# Food suggestions



## EmersonTheHedgehog (Mar 20, 2016)

What your guy's opinion on the best hedgehog kibble you can buy?


----------



## Lilysmommy (Jan 7, 2009)

For an actual hedgehog food? Spike's Delite. I don't think hedgehog food is the best option for hedgehogs though, most of them have downright awful ingredients, and even Spike's isn't that great, especially for the price. 

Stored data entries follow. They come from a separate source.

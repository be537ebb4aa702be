//! Multitask policy
//!
//! Decides how a new run is admitted when its thread already has pending
//! runs. The decision is computed from the strategy carried by the request
//! and applied by the run service against the inflight list.

use graphd_core::types::{CancelAction, MultitaskStrategy};

/// Decision on how to admit a run against a busy thread.
#[derive(Debug, Clone, Copy, PartialEq, Eq)]
pub enum MultitaskDecision {
    /// Do not create the run; answer with the inflight conflict.
    Reject,
    /// Create the run and leave the inflight runs alone.
    Proceed,
    /// Create the run, then cancel the inflight runs with this action.
    ProceedAndCancel(CancelAction),
}

/// Compute the decision for a strategy given whether inflight runs exist.
pub fn decide(strategy: MultitaskStrategy, has_inflight: bool) -> MultitaskDecision {
    if !has_inflight {
        return MultitaskDecision::Proceed;
    }
    match strategy {
        MultitaskStrategy::Reject => MultitaskDecision::Reject,
        MultitaskStrategy::Enqueue => MultitaskDecision::Proceed,
        MultitaskStrategy::Interrupt => MultitaskDecision::ProceedAndCancel(CancelAction::Interrupt),
        MultitaskStrategy::Rollback => MultitaskDecision::ProceedAndCancel(CancelAction::Rollback),
    }
}
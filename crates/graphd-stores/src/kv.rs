//! In-memory implementation of the namespaced key-value store.

use std::collections::HashMap;

use async_trait::async_trait;
use serde_json::Value;
use tokio::sync::RwLock;

use graphd_core::kv::KvStore;
use graphd_core::store::StoreError;

#[derive(Default)]
pub struct InMemoryKvStore {
    inner: RwLock<HashMap<String, HashMap<String, Value>>>,
}

impl InMemoryKvStore {
    pub fn new() -> Self {
        Self::default()
    }

    fn namespace_key(namespace: &[String]) -> String {
        namespace.join("/")
    }
}

#[async_trait]
impl KvStore for InMemoryKvStore {
    async fn get(&self, namespace: &[String], key: &str) -> Result<Option<Value>, StoreError> {
        let inner = self.inner.read().await;
        Ok(inner
            .get(&Self::namespace_key(namespace))
            .and_then(|bucket| bucket.get(key))
            .cloned())
    }

    async fn put(&self, namespace: &[String], key: &str, value: Value) -> Result<(), StoreError> {
        let mut inner = self.inner.write().await;
        inner
            .entry(Self::namespace_key(namespace))
            .or_default()
            .insert(key.to_string(), value);
        Ok(())
    }

    async fn delete(&self, namespace: &[String], key: &str) -> Result<(), StoreError> {
        let mut inner = self.inner.write().await;
        if let Some(bucket) = inner.get_mut(&Self::namespace_key(namespace)) {
            bucket.remove(key);
            if bucket.is_empty() {
                inner.remove(&Self::namespace_key(namespace));
            }
        }
        Ok(())
    }

    async fn list(&self, namespace: &[String]) -> Result<Vec<String>, StoreError> {
        let inner = self.inner.read().await;
        let mut keys: Vec<String> = inner
            .get(&Self::namespace_key(namespace))
            .map(|bucket| bucket.keys().cloned().collect())
            .unwrap_or_default();
        keys.sort();
        Ok(keys)
    }
}

#[cfg(test)]
mod tests {
    use super::*;
    use serde_json::json;

    #[test]
    fn test_put_get_delete_round_trip() {
        tokio_test::block_on(async {
            let store = InMemoryKvStore::new();
            let ns = vec!["memories".to_string(), "user-1".to_string()];

            store.put(&ns, "likes", json!("rust")).await.unwrap();
            assert_eq!(store.get(&ns, "likes").await.unwrap(), Some(json!("rust")));
            assert_eq!(store.list(&ns).await.unwrap(), vec!["likes".to_string()]);

            store.delete(&ns, "likes").await.unwrap();
            assert_eq!(store.get(&ns, "likes").await.unwrap(), None);
        });
    }

    #[test]
    fn test_namespaces_are_isolated() {
        tokio_test::block_on(async {
            let store = InMemoryKvStore::new();
            let a = vec!["a".to_string()];
            let b = vec!["b".to_string()];
            store.put(&a, "k", json!(1)).await.unwrap();
            assert_eq!(store.get(&b, "k").await.unwrap(), None);
        });
    }
}
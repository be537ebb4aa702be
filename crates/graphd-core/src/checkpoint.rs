//! Checkpointer trait and checkpoint addressing.
//!
//! Checkpoints are addressed by (thread_id, checkpoint_ns, checkpoint_id) and
//! their payloads are opaque to the core: graphd stores and returns them but
//! never inspects their internals. Implementations live behind
//! `Arc<dyn Checkpointer>` and own their concurrency.

use async_trait::async_trait;
use serde::{Deserialize, Serialize};
use serde_json::Value;
use thiserror::Error;
use uuid::Uuid;

use crate::types::JsonMap;

/// Error type for checkpoint operations.
#[derive(Debug, Error)]
pub enum CheckpointerError {
    #[error("checkpoint not found: {0}")]
    NotFound(String),
    #[error("serialization: {0}")]
    Serialization(String),
    #[error("storage io: {0}")]
    Io(String),
    #[error("internal: {0}")]
    Internal(String),
}

/// Address of a checkpoint (or of a thread's latest when `checkpoint_id` is
/// absent).
#[derive(Debug, Clone, PartialEq, Eq, Serialize, Deserialize)]
pub struct CheckpointRef {
    pub thread_id: Uuid,
    #[serde(default)]
    pub checkpoint_ns: String,
    #[serde(default, skip_serializing_if = "Option::is_none")]
    pub checkpoint_id: Option<String>,
}

impl CheckpointRef {
    /// Address the latest checkpoint of a thread's root namespace.
    pub fn latest(thread_id: Uuid) -> Self {
        Self {
            thread_id,
            checkpoint_ns: String::new(),
            checkpoint_id: None,
        }
    }

    /// Address one specific checkpoint in the root namespace.
    pub fn at(thread_id: Uuid, checkpoint_id: impl Into<String>) -> Self {
        Self {
            thread_id,
            checkpoint_ns: String::new(),
            checkpoint_id: Some(checkpoint_id.into()),
        }
    }
}

/// A stored checkpoint together with its address and lineage.
#[derive(Debug, Clone, Serialize, Deserialize)]
pub struct CheckpointTuple {
    pub config: CheckpointRef,
    /// Opaque graph-state payload.
    pub checkpoint: Value,
    #[serde(default)]
    pub metadata: JsonMap,
    #[serde(default, skip_serializing_if = "Option::is_none")]
    pub parent: Option<CheckpointRef>,
    /// Writes buffered against this checkpoint: (task_id, channel, value).
    #[serde(default, skip_serializing_if = "Vec::is_empty")]
    pub pending_writes: Vec<(String, String, Value)>,
}

/// Persistent checkpoint storage, injected into the core.
///
/// The facade is intentionally narrow: get_tuple, list, put, put_writes,
/// delete, copy, clear. Payload layout belongs to the implementation.
#[async_trait]
pub trait Checkpointer: Send + Sync {
    /// Load the checkpoint addressed by `config` (latest when no id is set).
    async fn get_tuple(
        &self,
        config: &CheckpointRef,
    ) -> Result<Option<CheckpointTuple>, CheckpointerError>;

    /// List checkpoints for the thread, newest first.
    async fn list(
        &self,
        config: &CheckpointRef,
        limit: Option<usize>,
        before: Option<&str>,
    ) -> Result<Vec<CheckpointTuple>, CheckpointerError>;

    /// Persist a checkpoint; returns the address it was stored under.
    async fn put(
        &self,
        config: &CheckpointRef,
        checkpoint: Value,
        metadata: JsonMap,
    ) -> Result<CheckpointRef, CheckpointerError>;

    /// Buffer task writes against the checkpoint addressed by `config`.
    async fn put_writes(
        &self,
        config: &CheckpointRef,
        task_id: &str,
        writes: Vec<(String, Value)>,
    ) -> Result<(), CheckpointerError>;

    /// Delete the addressed checkpoint, or every checkpoint of the thread
    /// when `config` carries no checkpoint id.
    async fn delete(&self, config: &CheckpointRef) -> Result<(), CheckpointerError>;

    /// Copy all checkpoints of one thread to another.
    async fn copy(&self, from: Uuid, to: Uuid) -> Result<(), CheckpointerError>;

    /// Drop everything. Test and shutdown tooling.
    async fn clear(&self) -> Result<(), CheckpointerError>;
}

#[cfg(test)]
mod tests {
    use super::*;

    #[test]
    fn test_latest_ref_has_no_id() {
        let thread_id = Uuid::new_v4();
        let latest = CheckpointRef::latest(thread_id);
        assert_eq!(latest.thread_id, thread_id);
        assert!(latest.checkpoint_id.is_none());
        assert!(latest.checkpoint_ns.is_empty());
    }

    #[test]
    fn test_ref_round_trips_through_json() {
        let r = CheckpointRef::at(Uuid::new_v4(), "0001");
        let back: CheckpointRef =
            serde_json::from_value(serde_json::to_value(&r).unwrap()).unwrap();
        assert_eq!(back, r);
    }
}
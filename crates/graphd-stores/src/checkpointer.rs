//! Checkpoint storage: in-memory backend and the delegating proxy.

use std::collections::HashMap;
use std::sync::atomic::{AtomicU64, Ordering};
use std::sync::Arc;

use async_trait::async_trait;
use serde_json::Value;
use tokio::sync::RwLock;
use uuid::Uuid;

use graphd_core::checkpoint::{
    CheckpointRef, CheckpointTuple, Checkpointer, CheckpointerError,
};
use graphd_core::types::JsonMap;

#[derive(Debug, Clone)]
struct StoredCheckpoint {
    id: String,
    payload: Value,
    metadata: JsonMap,
    parent: Option<String>,
    writes: Vec<(String, String, Value)>,
}

/// Volatile checkpoint storage for development and tests.
///
/// Checkpoint ids are zero-padded sequence numbers, so lexicographic order is
/// creation order.
#[derive(Default)]
pub struct InMemoryCheckpointer {
    inner: RwLock<HashMap<(Uuid, String), Vec<StoredCheckpoint>>>,
    seq: AtomicU64,
}

impl InMemoryCheckpointer {
    pub fn new() -> Self {
        Self::default()
    }

    fn next_id(&self) -> String {
        format!("{:016x}", self.seq.fetch_add(1, Ordering::Relaxed))
    }

    fn key(config: &CheckpointRef) -> (Uuid, String) {
        (config.thread_id, config.checkpoint_ns.clone())
    }

    fn tuple_of(config_thread: Uuid, ns: &str, stored: &StoredCheckpoint) -> CheckpointTuple {
        CheckpointTuple {
            config: CheckpointRef {
                thread_id: config_thread,
                checkpoint_ns: ns.to_string(),
                checkpoint_id: Some(stored.id.clone()),
            },
            checkpoint: stored.payload.clone(),
            metadata: stored.metadata.clone(),
            parent: stored.parent.as_ref().map(|parent| CheckpointRef {
                thread_id: config_thread,
                checkpoint_ns: ns.to_string(),
                checkpoint_id: Some(parent.clone()),
            }),
            pending_writes: stored.writes.clone(),
        }
    }
}

#[async_trait]
impl Checkpointer for InMemoryCheckpointer {
    async fn get_tuple(
        &self,
        config: &CheckpointRef,
    ) -> Result<Option<CheckpointTuple>, CheckpointerError> {
        let inner = self.inner.read().await;
        let Some(chain) = inner.get(&Self::key(config)) else {
            return Ok(None);
        };
        let stored = match &config.checkpoint_id {
            Some(id) => chain.iter().find(|stored| &stored.id == id),
            None => chain.last(),
        };
        Ok(stored.map(|stored| {
            Self::tuple_of(config.thread_id, &config.checkpoint_ns, stored)
        }))
    }

    async fn list(
        &self,
        config: &CheckpointRef,
        limit: Option<usize>,
        before: Option<&str>,
    ) -> Result<Vec<CheckpointTuple>, CheckpointerError> {
        let inner = self.inner.read().await;
        let Some(chain) = inner.get(&Self::key(config)) else {
            return Ok(Vec::new());
        };
        let mut tuples: Vec<CheckpointTuple> = chain
            .iter()
            .rev()
            .filter(|stored| match before {
                Some(boundary) => stored.id.as_str() < boundary,
                None => true,
            })
            .map(|stored| Self::tuple_of(config.thread_id, &config.checkpoint_ns, stored))
            .collect();
        if let Some(limit) = limit {
            tuples.truncate(limit);
        }
        Ok(tuples)
    }

    async fn put(
        &self,
        config: &CheckpointRef,
        checkpoint: Value,
        metadata: JsonMap,
    ) -> Result<CheckpointRef, CheckpointerError> {
        let mut inner = self.inner.write().await;
        let chain = inner.entry(Self::key(config)).or_default();
        let parent = chain.last().map(|stored| stored.id.clone());
        let id = self.next_id();
        chain.push(StoredCheckpoint {
            id: id.clone(),
            payload: checkpoint,
            metadata,
            parent,
            writes: Vec::new(),
        });
        Ok(CheckpointRef {
            thread_id: config.thread_id,
            checkpoint_ns: config.checkpoint_ns.clone(),
            checkpoint_id: Some(id),
        })
    }

    async fn put_writes(
        &self,
        config: &CheckpointRef,
        task_id: &str,
        writes: Vec<(String, Value)>,
    ) -> Result<(), CheckpointerError> {
        let mut inner = self.inner.write().await;
        let chain = inner
            .get_mut(&Self::key(config))
            .ok_or_else(|| CheckpointerError::NotFound(config.thread_id.to_string()))?;
        let stored = match &config.checkpoint_id {
            Some(id) => chain.iter_mut().find(|stored| &stored.id == id),
            None => chain.last_mut(),
        }
        .ok_or_else(|| CheckpointerError::NotFound(config.thread_id.to_string()))?;
        stored.writes.extend(
            writes
                .into_iter()
                .map(|(channel, value)| (task_id.to_string(), channel, value)),
        );
        Ok(())
    }

    async fn delete(&self, config: &CheckpointRef) -> Result<(), CheckpointerError> {
        let mut inner = self.inner.write().await;
        match &config.checkpoint_id {
            Some(id) => {
                if let Some(chain) = inner.get_mut(&Self::key(config)) {
                    chain.retain(|stored| &stored.id != id);
                }
            }
            None => {
                inner.retain(|(thread_id, _), _| *thread_id != config.thread_id);
            }
        }
        Ok(())
    }

    async fn copy(&self, from: Uuid, to: Uuid) -> Result<(), CheckpointerError> {
        let mut inner = self.inner.write().await;
        let copied: Vec<((Uuid, String), Vec<StoredCheckpoint>)> = inner
            .iter()
            .filter(|((thread_id, _), _)| *thread_id == from)
            .map(|((_, ns), chain)| ((to, ns.clone()), chain.clone()))
            .collect();
        for (key, chain) in copied {
            inner.insert(key, chain);
        }
        Ok(())
    }

    async fn clear(&self) -> Result<(), CheckpointerError> {
        self.inner.write().await.clear();
        Ok(())
    }
}

/// Thin facade in front of the injected checkpoint backend.
///
/// The control plane reaches checkpoint storage only through this type; the
/// payloads stay opaque.
#[derive(Clone)]
pub struct CheckpointerProxy {
    backend: Arc<dyn Checkpointer>,
}

impl CheckpointerProxy {
    pub fn new(backend: Arc<dyn Checkpointer>) -> Self {
        Self { backend }
    }

    pub fn in_memory() -> Self {
        Self::new(Arc::new(InMemoryCheckpointer::new()))
    }

    pub fn backend(&self) -> Arc<dyn Checkpointer> {
        Arc::clone(&self.backend)
    }

    /// Latest checkpoint of a thread's root namespace.
    pub async fn latest(
        &self,
        thread_id: Uuid,
    ) -> Result<Option<CheckpointTuple>, CheckpointerError> {
        self.backend.get_tuple(&CheckpointRef::latest(thread_id)).await
    }

    /// Drop every checkpoint belonging to a thread.
    pub async fn delete_thread(&self, thread_id: Uuid) -> Result<(), CheckpointerError> {
        self.backend.delete(&CheckpointRef::latest(thread_id)).await
    }

    pub async fn copy_thread(&self, from: Uuid, to: Uuid) -> Result<(), CheckpointerError> {
        self.backend.copy(from, to).await
    }
}

#[async_trait]
impl Checkpointer for CheckpointerProxy {
    async fn get_tuple(
        &self,
        config: &CheckpointRef,
    ) -> Result<Option<CheckpointTuple>, CheckpointerError> {
        self.backend.get_tuple(config).await
    }

    async fn list(
        &self,
        config: &CheckpointRef,
        limit: Option<usize>,
        before: Option<&str>,
    ) -> Result<Vec<CheckpointTuple>, CheckpointerError> {
        self.backend.list(config, limit, before).await
    }

    async fn put(
        &self,
        config: &CheckpointRef,
        checkpoint: Value,
        metadata: JsonMap,
    ) -> Result<CheckpointRef, CheckpointerError> {
        self.backend.put(config, checkpoint, metadata).await
    }

    async fn put_writes(
        &self,
        config: &CheckpointRef,
        task_id: &str,
        writes: Vec<(String, Value)>,
    ) -> Result<(), CheckpointerError> {
        self.backend.put_writes(config, task_id, writes).await
    }

    async fn delete(&self, config: &CheckpointRef) -> Result<(), CheckpointerError> {
        self.backend.delete(config).await
    }

    async fn copy(&self, from: Uuid, to: Uuid) -> Result<(), CheckpointerError> {
        self.backend.copy(from, to).await
    }

    async fn clear(&self) -> Result<(), CheckpointerError> {
        self.backend.clear().await
    }
}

I prefer cat or dog kibble (if feeding kibble, my top preference is a raw diet, but that won't work for most people or hedgehogs) that meets hedgehog requirements. The answer is going to be different for each hedgehog though - what works for one doesn't always work for another, either because the hedgehog doesn't like it or needs a different fat content, etc. As far as brands go, I like Solid Gold and Wellness. I've heard good things about Fromm's as well, and there are some newer brands that I know Kalandra uses that I'd like to look into eventually. I can't recall what they are right now though, other than I And Love And You.


----------



## EmersonTheHedgehog (Mar 20, 2016)

Thanks Kelsey! Yeah I was referring to generic food. I am well aware of how awful "hedgehog" food is. Unfortunately I am looking into this for my Mother's hedgehog because she refuses to eat the ****roaches we give her unless we put them in with her kibble, so we are looking for a healthy kibble for her until we can get her switched over to roaches. (If we can


----------



## Lilysmommy (Jan 7, 2009)

I'm confused, are you trying to switch her to only roaches? She doesn't have to eat them, they're not a requirement for a healthy hedgehog. As long as she's on a good quality cat/dog food (preferably a mix of two or more), she'll be fine. You could try other insects and see if she likes them more.


----------



## EmersonTheHedgehog (Mar 20, 2016)

No, we are just trying to have ****roaches supplement her diet. Emerson is now on a completely raw diet of roaches and doing excellent. Roaches are more convenient for us because we have a Dubia colony.


----------



## Lilysmommy (Jan 7, 2009)

If the roaches are a supplement to a main diet of kibble, it's not a raw diet. I think that's why I'm getting confused. Emerson is still getting kibble, right? How many roaches are you feeding him a night?


----------



## EmersonTheHedgehog (Mar 20, 2016)

no he is not getting kibble, i always feed him about four medium sized juveniles a night. He is about 3 months old now.


----------



## Artemis-Ichiro (Jan 22, 2016)

What do you feed him besides the roaches?


----------



## EmersonTheHedgehog (Mar 20, 2016)

The roaches are all i am feeding him. Is that bad?


----------



## Lilysmommy (Jan 7, 2009)

Yes, that's bad. For one thing, it's not enough food. For another, it's not balanced - roaches are deficient in calcium, and they don't have everything he needs from a diet. Please give him kibble again - you shouldn't try to do a raw diet without doing plenty of research and knowing what you're doing. Roaches are fine to give him as a treat to supplement his main diet, but unless you're up for doing a proper raw diet, he needs to have kibble as the majority of what he's eating.


----------



## EmersonTheHedgehog (Mar 20, 2016)

I have been covering them in calcium powder. Doesn't that fix the problem? Also he will only usually eat four but I give him more if he wants it.


----------



## Artemis-Ichiro (Jan 22, 2016)

Where did you get that roaches covered in calcium are an optimal diet for a hedgehog?


----------



## shinydistraction (Jul 6, 2014)

That doesn't even come close to fixing the problem. How do you know that's enough calcium? How do you know it's not too much? Not only that, but there is no hedgehog anywhere that survives off of eating a single type of insect. Hedgehogs are basically spiny raccoons. What I mean by that is that they are creatures of opportunity. If they see something that could be edible they will eat it. So in addition to eating bugs(of which they eat a large variety of), they'll eat mice, lizards, eggs, maybe the occasional piece of fruit or veggie if they come across it.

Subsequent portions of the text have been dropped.